ÇAKIT E. , Olak A. J. , Karwowski W., Marek T., Hejduk I., Taiar R.

INTERNATIONAL JOURNAL OF INDUSTRIAL ERGONOMICS, cilt.76, 2020 (SCI İndekslerine Giren Dergi) identifier identifier

  • Yayın Türü: Makale / Tam Makale
  • Cilt numarası: 76
  • Basım Tarihi: 2020
  • Doi Numarası: 10.1016/j.ergon.2020.102925
  • Dergi Adı: INTERNATIONAL JOURNAL OF INDUSTRIAL ERGONOMICS

Özet

The main objective of this research was to apply an adaptive neuro-fuzzy inference system (ANFIS) approach aided by Partial Least Squares Structural Equation Modeling (PLS-SEM) to assess safety at work, defined as employee propensity to follow safety regulations, including safe work practices at the workplace. A survey with seven main components: 1) use of mobile technology, 2) tacit safety knowledge, 3) explicit safety knowledge, 4) attitudes toward safety: psychological aspects, 5) attitudes toward safety: emotional aspects, 6) safety culture: behavioral aspects, and 7) safety culture: psychological aspects, was used for this purpose. Workers from three manufacturing companies located in southeastern Poland completed a paper-based survey.

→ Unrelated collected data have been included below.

use chrono::NaiveDateTime;
use serde::Serialize;
use tracing::{debug, instrument};

use crate::devices::Battery;
use crate::dispatch::min_value;
use crate::dispatch::peak_shaving::shave;
use crate::error::{Error, Result};
use crate::sim::advisory::Advisory;

/// Residual load lifted so that it never drops below zero.
///
/// `curve[i] = load[i] - production[i] + shift_kw`. Holding this curve at
/// `shift_kw` is the same problem as covering the load from stored production.
#[derive(Debug, Clone, PartialEq)]
pub struct EquivalentCurve {
    pub curve: Vec<f64>,
    pub shift_kw: f64,
}

/// Builds the peak shaving problem equivalent to load following.
///
/// # Errors
///
/// Returns [`Error::InvalidArgument`] if the series differ in length.
pub fn equivalent_peak_shaving_curve(production: &[f64], load: &[f64]) -> Result<EquivalentCurve> {
    if production.len() != load.len() {
        return Err(Error::invalid_argument(format!(
            "production has {} values but load has {}",
            production.len(),
            load.len()
        )));
    }

    let residual: Vec<f64> = load.iter().zip(production).map(|(l, p)| l - p).collect();
    let shift_kw = min_value(&residual).map_or(0.0, f64::abs);
    Ok(EquivalentCurve {
        curve: residual.iter().map(|r| r + shift_kw).collect(),
        shift_kw,
    })
}

/// One step of a load following run.
#[derive(Debug, Clone, Copy, PartialEq, Serialize)]
pub struct LoadFollowingRow {
    pub datetime: NaiveDateTime,
    pub original_load_kw: f64,
    /// Load neither covered by production nor by the battery.
    pub uncovered_load_kw: f64,
    pub soc: f64,
}

/// Result of a load following run.
#[derive(Debug, Clone, Default, Serialize)]
pub struct LoadFollowingOutcome {
    pub rows: Vec<LoadFollowingRow>,
    /// Share of the load covered locally, `1 - uncovered / load`.
    pub self_sufficiency: f64,
    /// Share of the production consumed locally.
    pub own_consumption_ratio: f64,
    pub advisories: Vec<Advisory>,
}

/// Covers the load from local production, storing surplus production in the
/// battery for later.
///
/// The battery starts full. The run is peak shaving of the
/// [`equivalent_peak_shaving_curve`] at its shift, shifted back and floored
/// at zero. Both ratios are 0 when their denominator is 0.
///
/// # Errors
///
/// Returns [`Error::InvalidArgument`] if the series differ in length.
#[instrument(skip(battery, production, load), fields(steps = load.len()))]
pub fn load_following(
    battery: &mut Battery,
    production: &[f64],
    load: &[f64],
) -> Result<LoadFollowingOutcome> {
    let equivalent = equivalent_peak_shaving_curve(production, load)?;
    battery.set_soc(1.0);

    let shaved = shave(battery, &equivalent.curve, equivalent.shift_kw);
    let rows: Vec<LoadFollowingRow> = shaved
        .iter()
        .zip(load)
        .map(|(row, &original_load_kw)| LoadFollowingRow {
            datetime: row.datetime,
            original_load_kw,
            uncovered_load_kw: (row.new_kw - equivalent.shift_kw).max(0.0),
            soc: row.soc,
        })
        .collect();

    let total_load: f64 = load.iter().sum();
    let total_production: f64 = production.iter().sum();
    let total_uncovered: f64 = rows.iter().map(|r| r.uncovered_load_kw).sum();

    let self_sufficiency = if total_load != 0.0 {
        1.0 - total_uncovered / total_load
    } else {
        0.0
    };
    let own_consumption_ratio = if total_production != 0.0 {
        self_sufficiency * total_load / total_production
    } else {
        0.0
    };

    debug!(
        shift_kw = equivalent.shift_kw,
        self_sufficiency, own_consumption_ratio, "load following finished"
    );
    Ok(LoadFollowingOutcome {
        rows,
        self_sufficiency,
        own_consumption_ratio,
        advisories: battery.take_advisories(),
    })
}
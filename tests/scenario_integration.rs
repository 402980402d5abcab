use std::fs;
use std::path::{Path, PathBuf};

use bess_sim::config::ScenarioConfig;
use bess_sim::runner::{RunOutcome, run_scenario, size_scenario};

fn scenario(path: &str) -> ScenarioConfig {
    let path = Path::new(env!("CARGO_MANIFEST_DIR")).join(path);
    let cfg = ScenarioConfig::from_toml_file(&path).expect("scenario should parse");
    assert!(cfg.validate().is_empty(), "{} is invalid", path.display());
    cfg
}

fn write_temp(name: &str, contents: &str) -> PathBuf {
    let path = std::env::temp_dir().join(format!("bess-sim-{}-{name}", std::process::id()));
    fs::write(&path, contents).expect("temp file written");
    path
}

#[test]
fn shipped_scenarios_match_their_presets() {
    for (file, preset) in [
        ("scenarios/arbitrage.toml", "arbitrage"),
        ("scenarios/peak_shaving.toml", "peak_shaving"),
        ("scenarios/curtailment.toml", "curtailment"),
        ("scenarios/load_following.toml", "load_following"),
    ] {
        let cfg = scenario(file);
        let preset = ScenarioConfig::from_preset(preset).expect("known preset");
        assert_eq!(cfg.application.kind, preset.application.kind, "{file}");
    }
}

#[test]
fn csv_load_drives_peak_shaving() {
    let load = write_temp(
        "load.csv",
        "datetime,load_kw\n\
         2021-01-01 00:00:00,80\n\
         2021-01-01 01:00:00,140\n\
         2021-01-01 02:00:00,90\n\
         2021-01-01 03:00:00,130\n",
    );
    let toml = format!(
        r#"
        [battery]
        power_kw = 50.0
        capacity_kwh = 100.0
        round_trip_efficiency = 1.0
        initial_soc = 1.0

        [application]
        kind = "peak_shaving"
        peak_limit_kw = 100.0

        [inputs]
        load = '{}'
        "#,
        load.display()
    );
    let cfg = ScenarioConfig::from_toml_str(&toml).expect("valid TOML");
    let report = run_scenario(&cfg).expect("run succeeds");
    let _ = fs::remove_file(&load);

    let RunOutcome::PeakShaving(outcome) = report.outcome else {
        panic!("expected a peak shaving outcome");
    };
    assert_eq!(outcome.rows.len(), 4);
    assert_eq!(outcome.original_peak_kw(), 140.0);
    assert!(outcome.objective_met());
    assert_eq!(report.kpi.steps, 4);
}

#[test]
fn missing_input_file_is_an_error() {
    let cfg = ScenarioConfig::from_toml_str(
        r#"
        [application]
        kind = "arbitrage"

        [inputs]
        prices = "/nonexistent/prices.csv"
        "#,
    )
    .expect("valid TOML");

    let err = run_scenario(&cfg).unwrap_err();
    assert!(err.to_string().contains("prices.csv"));
}

#[test]
fn load_following_scenario_sizes_and_reruns() {
    let cfg = scenario("scenarios/load_following.toml");
    let outcome = size_scenario(&cfg).expect("load following is sizable");
    assert!(outcome.sizing.objective_met);
    assert_eq!(outcome.rows.len(), cfg.simulation.steps);

    let report = run_scenario(&cfg).expect("run succeeds");
    let RunOutcome::LoadFollowing(run) = report.outcome else {
        panic!("expected a load following outcome");
    };
    assert!((0.0..=1.0).contains(&run.self_sufficiency));
}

PLS-SEM, combined with an adaptive neum-fuzzy inference system (ANFIS) method, was used to develop the study model and determine its main components. The results showed that tacit safety knowledge, attitudes toward safety: psychological aspects, attitudes toward safety: emotional aspects, safety culture: behavioral aspects, safety culture: psychological aspects, and the use of mobile technology were significant factors influencing the perceived safety at work. Moreover, the results of the ANFIS modeling approach showed that behavioral aspects of safety culture were the most critical predictor of the perceived safety at work.